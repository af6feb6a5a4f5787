// Copyright 2025 Rheostat Contributors
//
// Licensed under the Apache License, Version 2.0 (the "License");
// you may not use this file except in compliance with the License.
// You may obtain a copy of the License at
//
//     http://www.apache.org/licenses/LICENSE-2.0
//
// Unless required by applicable law or agreed to in writing, software
// distributed under the License is distributed on an "AS IS" BASIS,
// WITHOUT WARRANTIES OR CONDITIONS OF ANY KIND, either express or implied.
// See the License for the specific language governing permissions and
// limitations under the License.

use crate::model::path::{ResourcePath, ResourceType};
use rheostat_common::protocol::SystemAssignment;
use std::collections::{BTreeMap, BTreeSet};

/// Bandwidth units one fully granted processing element contributes.
pub const PE_BANDWIDTH: u64 = 100;

/// Requested or granted quantity per resource path. Quantities are
/// bandwidth units for processing elements and bytes for memory nodes.
pub type AssignmentMap = BTreeMap<ResourcePath, u64>;

/// A single accountable resource as seen through a view.
#[derive(Debug, Clone, PartialEq, Eq)]
pub struct ResourceDescriptor {
    pub path: ResourcePath,
    pub total: u64,
    pub reserved: u64,
    pub used: u64,
}

impl ResourceDescriptor {
    pub fn available(&self) -> u64 {
        self.total.saturating_sub(self.reserved + self.used)
    }
}

/// Per-system summary of an assignment map, in the shape the sync protocol
/// and the platform proxy consume.
#[derive(Debug, Clone, Default, PartialEq, Eq)]
pub struct SystemGrant {
    pub sys_id: u16,
    pub processing_elements: BTreeSet<u16>,
    pub cpus: BTreeSet<u16>,
    pub cpu_bandwidth: u64,
    pub memory_nodes: BTreeSet<u16>,
    pub memory_bytes: u64,
}

impl SystemGrant {
    pub fn to_wire(&self) -> SystemAssignment {
        SystemAssignment {
            sys_id: self.sys_id as i16,
            nr_cpus: self.cpus.len() as u16,
            nr_processing_elements: self.processing_elements.len() as u16,
            cpu_bandwidth: self.cpu_bandwidth as u32,
            memory_bytes: self.memory_bytes,
        }
    }
}

/// Groups an assignment map by system. Entries with a non-compute,
/// non-memory leaf are ignored.
pub fn group_by_system(assignment: &AssignmentMap) -> Vec<SystemGrant> {
    let mut grants: BTreeMap<u16, SystemGrant> = BTreeMap::new();
    for (path, quantity) in assignment {
        let Some(sys_id) = path.system_id() else {
            continue;
        };
        let grant = grants.entry(sys_id).or_insert_with(|| SystemGrant {
            sys_id,
            ..SystemGrant::default()
        });
        match path.leaf_type() {
            Some(ResourceType::ProcessingElement) => {
                if let Some(pe) = path.index_of(ResourceType::ProcessingElement) {
                    grant.processing_elements.insert(pe);
                }
                if let Some(cpu) = path.index_of(ResourceType::Cpu) {
                    grant.cpus.insert(cpu);
                }
                grant.cpu_bandwidth += quantity;
            }
            Some(ResourceType::Memory) => {
                if let Some(node) = path.index_of(ResourceType::Memory) {
                    grant.memory_nodes.insert(node);
                }
                grant.memory_bytes += quantity;
            }
            _ => {}
        }
    }
    grants.into_values().collect()
}

#[cfg(test)]
mod tests {
    use test_r::test;

    use super::*;

    #[test]
    fn grouping_sums_bandwidth_and_memory_per_system() {
        let mut assignment = AssignmentMap::new();
        assignment.insert(ResourcePath::processing_element(0, 0, 0), 100);
        assignment.insert(ResourcePath::processing_element(0, 0, 1), 50);
        assignment.insert(ResourcePath::memory_node(0, 0), 100 * 1024 * 1024);
        assignment.insert(ResourcePath::processing_element(1, 0, 0), 100);

        let grants = group_by_system(&assignment);
        assert_eq!(grants.len(), 2);
        assert_eq!(grants[0].sys_id, 0);
        assert_eq!(grants[0].cpu_bandwidth, 150);
        assert_eq!(
            grants[0].processing_elements,
            BTreeSet::from([0, 1]),
        );
        assert_eq!(grants[0].memory_bytes, 100 * 1024 * 1024);
        assert_eq!(grants[1].sys_id, 1);
        assert_eq!(grants[1].memory_bytes, 0);
    }
}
=======
▶ _ACTIVITY_
Print exactly the lines above, between the one holding "pub fn available(&self)" and the one holding "sys_id: self.sys_id as", inclusive, and nothing besides.

▶ _RESPONSE FOR THIS EXERCISE_
    pub fn available(&self) -> u64 {
        self.total.saturating_sub(self.reserved + self.used)
    }
}

/// Per-system summary of an assignment map, in the shape the sync protocol
/// and the platform proxy consume.
#[derive(Debug, Clone, Default, PartialEq, Eq)]
pub struct SystemGrant {
    pub sys_id: u16,
    pub processing_elements: BTreeSet<u16>,
    pub cpus: BTreeSet<u16>,
    pub cpu_bandwidth: u64,
    pub memory_nodes: BTreeSet<u16>,
    pub memory_bytes: u64,
}

impl SystemGrant {
    pub fn to_wire(&self) -> SystemAssignment {
        SystemAssignment {
            sys_id: self.sys_id as i16,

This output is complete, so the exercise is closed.